EXTRACTED MATERIAL: Begin
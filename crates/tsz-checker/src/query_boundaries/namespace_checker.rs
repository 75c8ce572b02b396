use tsz_solver::{CallableShape, TypeDatabase, TypeId};

pub(crate) fn callable_shape_for_type(
    db: &dyn TypeDatabase,
    type_id: TypeId,
) -> Option<std::sync::Arc<CallableShape>> {
    tsz_solver::type_queries::get_callable_shape(db, type_id)
}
EXTRACTED MATERIAL: End
What you return must match the records exactly, line for line.

[ANSWER SPACE]
filename crates/tsz-checker/src/query_boundaries/namespace_checker.rs
repository 75c8ce572b02b396
use tsz_solver::{CallableShape, TypeDatabase, TypeId};

pub(crate) fn callable_shape_for_type(
    db: &dyn TypeDatabase,
    type_id: TypeId,
) -> Option<std::sync::Arc<CallableShape>> {
    tsz_solver::type_queries::get_callable_shape(db, type_id)
}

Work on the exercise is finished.